Dataset entries:
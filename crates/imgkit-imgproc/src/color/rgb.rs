use crate::parallel;
use imgkit_image::{Image, ImageError};

/// Swap the first and last channel of a three channel image.
///
/// Converts BGR ordered pixels to RGB. The operation is its own inverse, so it
/// also converts RGB to BGR.
///
/// # Arguments
///
/// * `src` - The input BGR image.
/// * `dst` - The output RGB image.
///
/// Precondition: the input and output images must have the same size.
///
/// # Example
///
/// ```
/// use imgkit_image::{Image, ImageSize};
/// use imgkit_imgproc::color::rgb_from_bgr;
///
/// let bgr = Image::<u8, 3>::new(ImageSize { width: 1, height: 1 }, vec![1, 2, 3]).unwrap();
/// let mut rgb = Image::<u8, 3>::from_size_val(bgr.size(), 0).unwrap();
///
/// rgb_from_bgr(&bgr, &mut rgb).unwrap();
/// assert_eq!(rgb.as_slice(), &[3, 2, 1]);
/// ```
pub fn rgb_from_bgr<T>(src: &Image<T, 3>, dst: &mut Image<T, 3>) -> Result<(), ImageError>
where
    T: Copy + Send + Sync,
{
    if src.size() != dst.size() {
        return Err(ImageError::InvalidImageSize(
            src.cols(),
            src.rows(),
            dst.cols(),
            dst.rows(),
        ));
    }

    parallel::par_iter_rows(src, dst, |src_pixel, dst_pixel| {
        dst_pixel
            .iter_mut()
            .zip(src_pixel.iter().rev())
            .for_each(|(d, s)| {
                *d = *s;
            });
    });

    Ok(())
}

#[cfg(test)]
mod tests {
    use imgkit_image::{Image, ImageError, ImageSize};

    #[test]
    fn rgb_from_bgr_roundtrip() -> Result<(), ImageError> {
        let size = ImageSize {
            width: 2,
            height: 2,
        };
        let bgr = Image::<u8, 3>::new(size, (0..12).collect())?;

        let mut rgb = Image::<u8, 3>::from_size_val(size, 0)?;
        super::rgb_from_bgr(&bgr, &mut rgb)?;
        assert_eq!(rgb.as_slice(), &[2, 1, 0, 5, 4, 3, 8, 7, 6, 11, 10, 9]);

        let mut back = Image::<u8, 3>::from_size_val(size, 0)?;
        super::rgb_from_bgr(&rgb, &mut back)?;
        assert_eq!(back, bgr);
        Ok(())
    }
}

**TASK DETAILS:** Search the data for "width". Copy each line that has it.

**SOLUTION TO THIS TASK:**
/// let bgr = Image::<u8, 3>::new(ImageSize { width: 1, height: 1 }, vec![1, 2, 3]).unwrap();
            width: 2,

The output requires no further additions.